Unsurprisingly, they are voicing their concerns and expectations that governments should do something right now to reduce cost of living pressures. Also unsurprisingly, governments across the world are discovering how little they can do, and how unprepared they were to deal with these additional cost of living pressures on top of all of the inflationary pressures unleashed by the COVID-19 pandemic. Politicians and economists are chattering endlessly about how hard they should pull on the interest rate lever, but, at least so far, they are not speaking seriously about what they are going to do about genuine and increasing scarcity.
Even though COVID-19 is prevalent everywhere, most of the mass media and populations across the world have wanted to believe that 2022 would be the year where everything gets back to normal. The Russian invasion of Ukraine threw a spanner in the works of everything getting back to normal, and the media and our political elites do not yet appear to have pondered just how much damage this spanner in the works has already done to the global food and fuel system.
Oil production is already down at least one million barrels per day, and OPEC shows no sign of increasing oil production to make up for Russia not being an acceptable supply option for many countries. After the downturn in oil consumption during the early phase of the pandemic, OPEC is putting cash back in its coffers while it can. Whether this is being done to make up for recent tough times, or in preparation for harder times ahead, is not clear. Either way, OPEC has no compelling reason to increase production to reduce oil prices.
Food prices have already increased consistently across the world, which is having a particularly adverse impact on populations who rely heavily on imported food. The costs of buying and shipping last year’s crops are raising the price of staples (such as wheat, rice, and cooking oils) to a level at which food riots appear probable before the onset of winter in the northern hemisphere. Even in places where local food production should be plentiful and affordable, production of food is already being adversely affected by the rising costs of fuel, seed, and fertilizer.

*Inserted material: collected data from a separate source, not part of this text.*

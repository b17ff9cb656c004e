//! SVG rendering of a laid-out flowchart.

use std::fmt::Write;

use super::ast::{BranchTag, Flowchart, Layout, NodeKind};
use super::layout::{LINE_HEIGHT, MIN_NODE_HEIGHT, WRAP_WIDTH, wrap_label};

const CANVAS_MARGIN_X: f64 = 100.0;
const CANVAS_MARGIN_BOTTOM: f64 = 150.0;
const MIN_CANVAS_W: f64 = 1000.0;
const EDGE_INSET: f64 = 35.0;
const TERMINAL_W: f64 = 160.0;
const PROCESS_W: f64 = 180.0;
const DECISION_HALF_W: f64 = 100.0;

const BACKGROUND: &str = "#0e1117";
const EDGE_NEUTRAL: &str = "#a0a0a0";
const EDGE_YES: &str = "#4caf50";
const EDGE_NO: &str = "#ff5252";
const STROKE_TERMINAL: &str = "#f6e05e";
const STROKE_DECISION: &str = "#ff79c6";
const STROKE_PROCESS: &str = "#4fd1c5";

/// Render the chart as a standalone SVG document.
///
/// Edges whose endpoints have no position are skipped.
#[must_use]
pub fn render_svg(chart: &Flowchart, layout: &Layout) -> String {
    let (min_x, max_x, max_y) = bounds(layout);
    let x_offset = (-min_x).max(0.0);
    let width = MIN_CANVAS_W.max(max_x - min_x) + x_offset;
    let height = max_y + CANVAS_MARGIN_BOTTOM;

    let mut svg = String::new();
    let _ = write!(
        svg,
        r##"<svg xmlns="http://www.w3.org/2000/svg" width="{width}" height="{height}" style="font-family: 'Segoe UI', sans-serif; background: {BACKGROUND}">"##
    );
    svg.push_str(DEFS);

    for edge in &chart.edges {
        let (Some(from), Some(to)) = (layout.get(&edge.from), layout.get(&edge.to)) else {
            continue;
        };
        let (x1, y1) = (from.x + x_offset, from.y);
        let (x2, y2) = (to.x + x_offset, to.y);
        let color = edge_color(edge.label);
        let _ = write!(
            svg,
            r#"<line x1="{x1}" y1="{}" x2="{x2}" y2="{}" stroke="{color}" stroke-width="2" marker-end="url(#arrow)"/>"#,
            y1 + EDGE_INSET,
            y2 - EDGE_INSET,
        );
        if let Some(tag) = edge.label {
            let (mx, my) = (f64::midpoint(x1, x2), f64::midpoint(y1, y2));
            let _ = write!(
                svg,
                r#"<rect x="{}" y="{}" width="30" height="20" fill="{BACKGROUND}" rx="4"/><text x="{mx}" y="{}" fill="{color}" text-anchor="middle" font-size="11" font-weight="bold">{}</text>"#,
                mx - 15.0,
                my - 10.0,
                my + 4.0,
                tag.label(),
            );
        }
    }

    for node in &chart.nodes {
        let Some(pos) = layout.get(&node.id) else {
            continue;
        };
        let (x, y) = (pos.x + x_offset, pos.y);
        let lines = wrap_label(&node.label, WRAP_WIDTH);
        #[allow(clippy::cast_precision_loss)]
        let line_count = lines.len() as f64;
        let box_h = MIN_NODE_HEIGHT + line_count * LINE_HEIGHT;

        match node.kind {
            NodeKind::Start | NodeKind::End => {
                let _ = write!(
                    svg,
                    r#"<rect x="{}" y="{}" rx="25" ry="25" width="{TERMINAL_W}" height="{box_h}" stroke="{STROKE_TERMINAL}" stroke-width="2" fill="url(#nodeGrad)" filter="url(#glow)"/>"#,
                    x - TERMINAL_W / 2.0,
                    y - box_h / 2.0,
                );
            }
            NodeKind::Decision => {
                let _ = write!(
                    svg,
                    r#"<path d="M{x},{} L{},{y} L{x},{} L{},{y} Z" stroke="{STROKE_DECISION}" stroke-width="2" fill="url(#nodeGrad)"/>"#,
                    y - box_h / 2.0 - 10.0,
                    x + DECISION_HALF_W,
                    y + box_h / 2.0 + 10.0,
                    x - DECISION_HALF_W,
                );
            }
            NodeKind::Process => {
                let _ = write!(
                    svg,
                    r#"<rect x="{}" y="{}" rx="6" width="{PROCESS_W}" height="{box_h}" stroke="{STROKE_PROCESS}" stroke-width="2" fill="url(#nodeGrad)"/>"#,
                    x - PROCESS_W / 2.0,
                    y - box_h / 2.0,
                );
            }
        }

        let first_y = y - ((line_count - 1.0) * LINE_HEIGHT) / 2.0 + 5.0;
        for (i, line) in lines.iter().enumerate() {
            #[allow(clippy::cast_precision_loss)]
            let line_y = first_y + i as f64 * LINE_HEIGHT;
            let _ = write!(
                svg,
                r#"<text x="{x}" y="{line_y}" fill="white" text-anchor="middle" font-size="14" font-weight="500">{}</text>"#,
                escape_xml(line),
            );
        }
    }

    svg.push_str("</svg>");
    svg
}

const DEFS: &str = r##"<defs><marker id="arrow" markerWidth="12" markerHeight="12" refX="10" refY="3" orient="auto" markerUnits="strokeWidth"><path d="M0,0 L0,6 L9,3 z" fill="#a0a0a0"/></marker><filter id="glow" x="-20%" y="-20%" width="140%" height="140%"><feGaussianBlur stdDeviation="2" result="blur"/><feComposite in="SourceGraphic" in2="blur" operator="over"/></filter><linearGradient id="nodeGrad" x1="0%" y1="0%" x2="100%" y2="100%"><stop offset="0%" style="stop-color:#2b313e;stop-opacity:1"/><stop offset="100%" style="stop-color:#1e2330;stop-opacity:1"/></linearGradient></defs>"##;

fn edge_color(label: Option<BranchTag>) -> &'static str {
    match label {
        Some(BranchTag::Yes) => EDGE_YES,
        Some(BranchTag::No) => EDGE_NO,
        Some(BranchTag::Else) | None => EDGE_NEUTRAL,
    }
}

/// `(min_x - margin, max_x + margin, max_y)` with the renderer's defaults for
/// an empty layout.
fn bounds(layout: &Layout) -> (f64, f64, f64) {
    if layout.is_empty() {
        return (-CANVAS_MARGIN_X, MIN_CANVAS_W + CANVAS_MARGIN_X, 800.0);
    }
    let min_x = layout.values().map(|p| p.x).fold(f64::INFINITY, f64::min);
    let max_x = layout.values().map(|p| p.x).fold(f64::NEG_INFINITY, f64::max);
    let max_y = layout.values().map(|p| p.y).fold(f64::NEG_INFINITY, f64::max);
    (min_x - CANVAS_MARGIN_X, max_x + CANVAS_MARGIN_X, max_y)
}

fn escape_xml(text: &str) -> String {
    let mut out = String::with_capacity(text.len());
    for c in text.chars() {
        match c {
            '&' => out.push_str("&amp;"),
            '<' => out.push_str("&lt;"),
            '>' => out.push_str("&gt;"),
            '"' => out.push_str("&quot;"),
            '\'' => out.push_str("&apos;"),
            _ => out.push(c),
        }
    }
    out
}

Many of us are familiar with the phrase “winter is coming” from a famous fantasy series. The phrase is used liberally throughout the series, and takes on a particular portent of disaster when uttered by characters who understand its deeply unsettling implications. Of course, winter is always coming, and winter has always been a difficult and lean time of year. Nonetheless, winter is coming, and it is going to be difficult this year and potentially disastrous in 2023-24.
During winter 2022-23, the world’s population will be eating the remains of last year’s crops and trying to work out how to live while using less fuel. It will be difficult and expensive, but exorbitantly priced food will still be available to purchase and/or fight over.
In contrast, during winter 2023-24, there may be extraordinarily little food, which might become unattainable for all but the wealthiest communities. The war in Ukraine is disrupting local planting of wheat and sunflower crops, and the sanctions on Russia are disrupting affordable global access to fertilizer and fuel for agricultural machinery. If more food is not planted immediately, there will be a massive global shortage of food by winter 2023-24. Even if the war in Ukraine is over by the end of 2022, which seems highly unlikely, the damage to global food supplies will already be devastating.
President Putin has promised to ship food to Africa, so that millions of people will not starve this year, but it is unclear how this can be achieved. The Chinese Communist Party started buying up global food stocks in 2021, but this food will run out before winter 2023-24. It is interesting that the CCP started preparing for a famine one year before the Russian invasion of Ukraine, and I imagine we will never know how long the senior echelon of the party thought the war in Ukraine would take. India has ensured Egypt’s access to wheat, at the cost of its own food security, which raises some interesting questions about how the two countries could control the choke points for Arab oil exports. A few countries prepared for this year, and a few more countries are preparing for next year, but most countries are in no position to successfully weather winter 2023-24.
And then we have my home, Australia. Australia is a food bowl, should be a major fertilizer producer, and should have genuine contingencies for maintaining the supply of fuel to agriculture and mining industries. Sadly, we are not going to be the food bowl that we should be over the next few years. Australia hasn’t secured its possible position as a major fertilizer producer, and we appear to have no idea what to do about rising fuel costs (and eventual fuel scarcity). The new ALP federal government is sending ministers everywhere to speak with everyone, which is better than the previous coalition government, but they are talking when they should be doing. As usual, Australia will agonize when it should act, and, as a consequence, we will let our neighbourhood down. Australia should provide affordable food and fertilizer to any of our neighbours who need them, and we should bring stability to our region. Australia consistently claims to be a middle power, but we are not ready to act like a properly capable middle power.
Winter is coming, and it will be harder this year than it was last year. Indeed, winter 2023-24 is shaping up to be a harder winter than anyone can remember, and I don’t see any evidence that the world is doing what it needs to do to avoid disaster. Many countries have no choice but to import most of their food, fuel, and fertilizer, and it is up to countries like Australia to do what they can to take the sting out of the coming winter. If we don’t take the sting out of winter, we are all going to have to live with disastrous consequences.